While the Australian Gay and Lesbian Archives has documented queer news from the 1990s onwards, and old newspapers provided detail about LGBTI people - often for homosexuality convictions - before 1900, Bayley said there was a gap in between.
Answers were found within local archives, and newspaper clippings saved by Ballarat Community Health.
Once story to be showcase is that of Ethel 'Monte' Punshon, a Ballarat-born lesbian who frequented theatre circles in a "very dapper suit and tie and short hair", according to Bayley.
Punshon worked as a translator in Japanese internment camps near Tatura after World War II, later teaching English in Japan as a single woman in her 60s. She died at 106.
Bayley is most interested by the unexplored history of homosexuality within the Chinese community on the goldfields. At the time, no laws against sodomy existed in China, and there was often a major gender imbalance on the goldfields.
"We do see quite a few reports of Chinese men being charged with sodomy," they said. "But we also see homophobia and racism hand-in-hand, where people talk about "the Chinese problem" of them bringing their 'sexual immorality' over here. It was one of the arguments against Chinese immigration."

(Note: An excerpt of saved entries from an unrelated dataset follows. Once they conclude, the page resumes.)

impl SessionRegistry {
    pub fn new(kv: Arc<dyn KvDirectory>, driver: Arc<dyn ContainerDriver>, config: Arc<Config>) -> Self {
        Self {
            kv,
            driver,
            config,
            locks: LockTable::new(),
        }
    }

    /// Looks a session up, creating it if absent. Enforces the 1:1
    /// client-session binding and ownership: a session_id that already
    /// belongs to a different user_id is rejected with `Forbidden` rather
    /// than silently reused.
    pub async fn resolve_or_create(
        &self,
        user_id: &str,
        session_id: &str,
    ) -> CoreResult<SessionHandle> {
        let key = lock_key(user_id, session_id);
        let lock = self.locks.get(&key);
        let _guard = lock.lock().await;
        let result = self.resolve_or_create_locked(user_id, session_id).await;
        drop(_guard);
        drop(lock);
        self.locks.sweep(&key);
        result
    }

    /// Looks a session up without creating one. Used by operations that must
    /// fail on an unknown session rather than create it on demand (SPEC_FULL.md
    /// §7: workspace ops on an unestablished session return `SessionNotFound`).
    pub async fn resolve_existing(
        &self,
        user_id: &str,
        session_id: &str,
    ) -> CoreResult<SessionHandle> {
        let record = self
            .kv
            .get_session(user_id, session_id)
            .await
            .map_err(|e| CoreError::Internal(e.into()))?;

        let Some(record) = record else {
            return Err(CoreError::SessionNotFound {
                user: user_id.to_string(),
                session_id: session_id.to_string(),
            });
        };

        if record.user_id != user_id {
            return Err(CoreError::Forbidden {
                user: user_id.to_string(),
                session_id: session_id.to_string(),
            });
        }

        Ok(SessionHandle {
            container_id: record.container_id,
            session_id: session_id.to_string(),
            user_id: user_id.to_string(),
        })
    }

    async fn resolve_or_create_locked(
        &self,
        user_id: &str,
        session_id: &str,
    ) -> CoreResult<SessionHandle> {
        if let Some(record) = self
            .kv
            .get_session(user_id, session_id)
            .await
            .map_err(|e| CoreError::Internal(e.into()))?
        {
            if record.user_id != user_id {
                return Err(CoreError::Forbidden {
                    user: user_id.to_string(),
                    session_id: session_id.to_string(),
                });
            }

            match retry_transient(|| self.driver.inspect(&record.container_id))
                .await
                .map_err(|e| CoreError::EngineUnavailable(e.to_string()))?
                .state
            {
                ContainerState::Running => {
                    return Ok(SessionHandle {
                        container_id: record.container_id,
                        session_id: session_id.to_string(),
                        user_id: user_id.to_string(),
                    });
                }
                ContainerState::Stopped => {
                    retry_transient(|| self.driver.start(&record.container_id))
                        .await
                        .map_err(|e| CoreError::EngineUnavailable(e.to_string()))?;
                    return Ok(SessionHandle {
                        container_id: record.container_id,
                        session_id: session_id.to_string(),
                        user_id: user_id.to_string(),
                    });
                }
                ContainerState::Missing => {
                    // KV record outlived its container (e.g. external
                    // removal). Fall through and recreate from scratch.
                }
            }
        }

        self.create_locked(user_id, session_id).await
    }

    async fn create_locked(&self, user_id: &str, session_id: &str) -> CoreResult<SessionHandle> {
        let now = chrono::Utc::now().timestamp();
        let mut labels = HashMap::new();
        labels.insert(MANAGED_LABEL.to_string(), "true".to_string());
        labels.insert(USER_LABEL.to_string(), user_id.to_string());
        labels.insert(SESSION_LABEL.to_string(), session_id.to_string());
        labels.insert(CREATED_AT_LABEL.to_string(), now.to_string());

        let volume = if self.config.workspace_persist_volumes {
            let name = volume_name(user_id, session_id);
            self.driver
                .volume_create(&name)
                .await
                .map_err(|e| CoreError::EngineUnavailable(e.to_string()))?;
            Some(name)
        } else {
            None
        };

        let spec = ContainerSpec {
            image: self.config.container_image.clone(),
            labels,
            env: Vec::new(),
            volume_mount: volume.as_ref().map(|v| (v.clone(), "/workspace".to_string())),
            tmpfs_workspace: volume.is_none(),
            working_dir: "/workspace".to_string(),
            mem_limit: self.config.container_mem_limit,
            cpu_quota_pct: self.config.container_cpu_quota_pct,
            pids_limit: 64,
            nofile_soft: 1024,
            nofile_hard: 2048,
        };

        let container_id = match retry_transient(|| self.driver.create(spec.clone())).await {
            Ok(id) => id,
            Err(e) => {
                // Partial-creation rollback: a volume was provisioned but the
                // container never came up. Remove it so a retry doesn't leak
                // an orphaned volume.
                if let Some(name) = &volume {
                    let _ = self.driver.volume_remove(name).await;
                }
                return Err(CoreError::EngineUnavailable(e.to_string()));
            }
        };

        if let Err(e) = retry_transient(|| self.driver.start(&container_id)).await {
            let _ = self.driver.remove(&container_id, true).await;
            if let Some(name) = &volume {
                let _ = self.driver.volume_remove(name).await;
            }
            return Err(CoreError::EngineUnavailable(e.to_string()));
        }

        let record = SessionRecord {
            user_id: user_id.to_string(),
            session_id: session_id.to_string(),
            container_id: container_id.clone(),
            volume_name: volume.clone(),
            created_at: now,
            last_touched_at: now,
        };

        if let Err(e) = self
            .kv
            .put_session(&record, self.config.session_ttl.as_secs())
            .await
        {
            let _ = self.driver.remove(&container_id, true).await;
            if let Some(name) = &volume {
                let _ = self.driver.volume_remove(name).await;
            }
            return Err(CoreError::Internal(e.into()));
        }

        Ok(SessionHandle {
            container_id,
            session_id: session_id.to_string(),
            user_id: user_id.to_string(),
        })
    }

    /// Refreshes the session's KV TTL. Called after every successful
    /// exec/workspace operation so idle (not active) sessions expire.
    pub async fn touch(&self, user_id: &str, session_id: &str) -> CoreResult<()> {
        self.kv
            .refresh_ttl(user_id, session_id, self.config.session_ttl.as_secs())
            .await
            .map_err(|e| CoreError::Internal(e.into()))
    }

    pub async fn destroy(&self, user_id: &str, session_id: &str) -> CoreResult<()> {
        let key = lock_key(user_id, session_id);
        let lock = self.locks.get(&key);
        let _guard = lock.lock().await;

        let record = self
            .kv
            .get_session(user_id, session_id)
            .await
            .map_err(|e| CoreError::Internal(e.into()))?;

        let Some(record) = record else {
            drop(_guard);
            drop(lock);
            self.locks.sweep(&key);
            return Err(CoreError::SessionNotFound {
                user: user_id.to_string(),
                session_id: session_id.to_string(),
            });
        };

        if record.user_id != user_id {
            drop(_guard);
            drop(lock);
            self.locks.sweep(&key);
            return Err(CoreError::Forbidden {
                user: user_id.to_string(),
                session_id: session_id.to_string(),
            });
        }

        self.driver
            .remove(&record.container_id, true)
            .await
            .map_err(|e| CoreError::EngineUnavailable(e.to_string()))?;

        if self.config.workspace_persist_volumes {
            if let Some(volume) = &record.volume_name {
                let _ = self.driver.volume_remove(volume).await;
            }
        }

        self.kv
            .delete_session(user_id, session_id)
            .await
            .map_err(|e| CoreError::Internal(e.into()))?;

        drop(_guard);
        drop(lock);
        self.locks.sweep(&key);
        Ok(())
    }

    pub fn config(&self) -> &Config {
        &self.config
    }

    /// Removes a reaper-targeted container, but only if no in-flight request
    /// currently holds the session's lock. Returns `false` (a no-op) when the
    /// lock is held, so the reaper treats the session as active and retries
    /// next sweep — mirroring §4.6's "skip if the lock is held" rule.
    pub async fn reap_if_unlocked(
        &self,
        user_id: &str,
        session_id: &str,
        container_id: &str,
    ) -> CoreResult<bool> {
        let key = lock_key(user_id, session_id);
        let lock = self.locks.get(&key);
        let _guard = match lock.try_lock() {
            Ok(guard) => guard,
            Err(_) => return Ok(false),
        };

        self.driver
            .remove(container_id, true)
            .await
            .map_err(|e| CoreError::EngineUnavailable(e.to_string()))?;

        if !self.config.workspace_persist_volumes {
            if let Ok(Some(record)) = self.kv.get_session(user_id, session_id).await {
                if record.container_id == container_id {
                    if let Some(volume) = &record.volume_name {
                        let _ = self.driver.volume_remove(volume).await;
                    }
                }
            }
        }

        let _ = self.kv.delete_session(user_id, session_id).await;

        drop(_guard);
        drop(lock);
        self.locks.sweep(&key);
        Ok(true)
    }
}
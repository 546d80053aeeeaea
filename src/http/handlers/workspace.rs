use std::collections::HashMap;
use std::sync::Arc;

use axum::{
    extract::{Extension, Multipart, Path, Query, State},
    http::{header, HeaderMap, StatusCode},
    Json,
};
use serde::{Deserialize, Serialize};
use serde_json::json;

use crate::core::workspace::FileContents;
use crate::http::error::{ApiError, ApiResult};
use crate::http::middleware::AuthContext;
use crate::http::state::AppState;

fn path_param(params: &HashMap<String, String>) -> String {
    params.get("path").cloned().unwrap_or_default()
}

#[derive(Debug, Serialize)]
struct EntryJson {
    name: String,
    #[serde(rename = "type")]
    kind: &'static str,
}

pub async fn list(
    State(state): State<Arc<AppState>>,
    Extension(auth): Extension<AuthContext>,
    Path(session_id): Path<String>,
    Query(params): Query<HashMap<String, String>>,
) -> ApiResult<Json<serde_json::Value>> {
    let handle = state
        .registry
        .resolve_existing(&auth.user_id, &session_id)
        .await?;

    let entries = state.workspace.list(&handle, &path_param(&params)).await?;
    let entries: Vec<EntryJson> = entries
        .into_iter()
        .map(|e| EntryJson {
            name: e.name,
            kind: match e.kind {
                crate::core::workspace::EntryKind::File => "file",
                crate::core::workspace::EntryKind::Directory => "directory",
                crate::core::workspace::EntryKind::Other => "other",
            },
        })
        .collect();

    Ok(Json(json!({ "entries": entries })))
}

pub async fn read_content(
    State(state): State<Arc<AppState>>,
    Extension(auth): Extension<AuthContext>,
    Path(session_id): Path<String>,
    Query(params): Query<HashMap<String, String>>,
) -> ApiResult<Json<serde_json::Value>> {
    let handle = state
        .registry
        .resolve_existing(&auth.user_id, &session_id)
        .await?;

    let file = state.workspace.read(&handle, &path_param(&params)).await?;
    let body = match file.contents {
        FileContents::Utf8(text) => json!({ "content": text, "encoding": "utf8" }),
        FileContents::Base64(b64) => json!({ "content": b64, "encoding": "base64" }),
    };
    Ok(Json(body))
}

#[derive(Debug, Deserialize)]
struct JsonContentBody {
    content: String,
}

pub async fn write_content(
    State(state): State<Arc<AppState>>,
    Extension(auth): Extension<AuthContext>,
    Path(session_id): Path<String>,
    Query(params): Query<HashMap<String, String>>,
    headers: HeaderMap,
    body: axum::body::Bytes,
) -> ApiResult<StatusCode> {
    let handle = state
        .registry
        .resolve_existing(&auth.user_id, &session_id)
        .await?;

    let is_json = headers
        .get(header::CONTENT_TYPE)
        .and_then(|v| v.to_str().ok())
        .map(|v| v.starts_with("application/json"))
        .unwrap_or(false);

    let data: Vec<u8> = if is_json {
        let parsed: JsonContentBody = serde_json::from_slice(&body)
            .map_err(|e| ApiError::BadRequest(format!("invalid JSON body: {e}")))?;
        parsed.content.into_bytes()
    } else {
        body.to_vec()
    };

    state
        .workspace
        .write(&handle, &path_param(&params), &data)
        .await?;

    Ok(StatusCode::OK)
}

pub async fn upload(
    State(state): State<Arc<AppState>>,
    Extension(auth): Extension<AuthContext>,
    Path(session_id): Path<String>,
    Query(params): Query<HashMap<String, String>>,
    mut multipart: Multipart,
) -> ApiResult<StatusCode> {
    let handle = state
        .registry
        .resolve_existing(&auth.user_id, &session_id)
        .await?;

    let mut data: Option<Vec<u8>> = None;
    while let Some(field) = multipart
        .next_field()
        .await
        .map_err(|e| ApiError::BadRequest(e.to_string()))?
    {
        if field.name() == Some("file") {
            let bytes = field
                .bytes()
                .await
                .map_err(|e| ApiError::BadRequest(e.to_string()))?;
            data = Some(bytes.to_vec());
        }
    }

    let data = data.ok_or_else(|| ApiError::BadRequest("missing 'file' field".to_string()))?;

    state
        .workspace
        .write(&handle, &path_param(&params), &data)
        .await?;

    Ok(StatusCode::CREATED)
}

pub async fn delete(
    State(state): State<Arc<AppState>>,
    Extension(auth): Extension<AuthContext>,
    Path(session_id): Path<String>,
    Query(params): Query<HashMap<String, String>>,
) -> ApiResult<StatusCode> {
    let handle = state
        .registry
        .resolve_existing(&auth.user_id, &session_id)
        .await?;

    state.workspace.delete(&handle, &path_param(&params)).await?;
    Ok(StatusCode::NO_CONTENT)
}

Now, researchers from the University of Ottawa have linked areas with a gold mining past and cities which are queer-friendly.
Bayley said a combination of an "adventurous" spirit of miners who had crossed seas, and significantly more men in mining camps - leading to situational homosexuality - and a strong, progressive reform movement could go some way to explaining this phenomenon.
"That acceptance and open-mindedness holds on through the generations," they said. "It's also true in our region. Ballarat had the strongest regional 'yes' vote for the marriage survey, and is getting the first Victorian regional gender clinic.
"None of this is coincidence."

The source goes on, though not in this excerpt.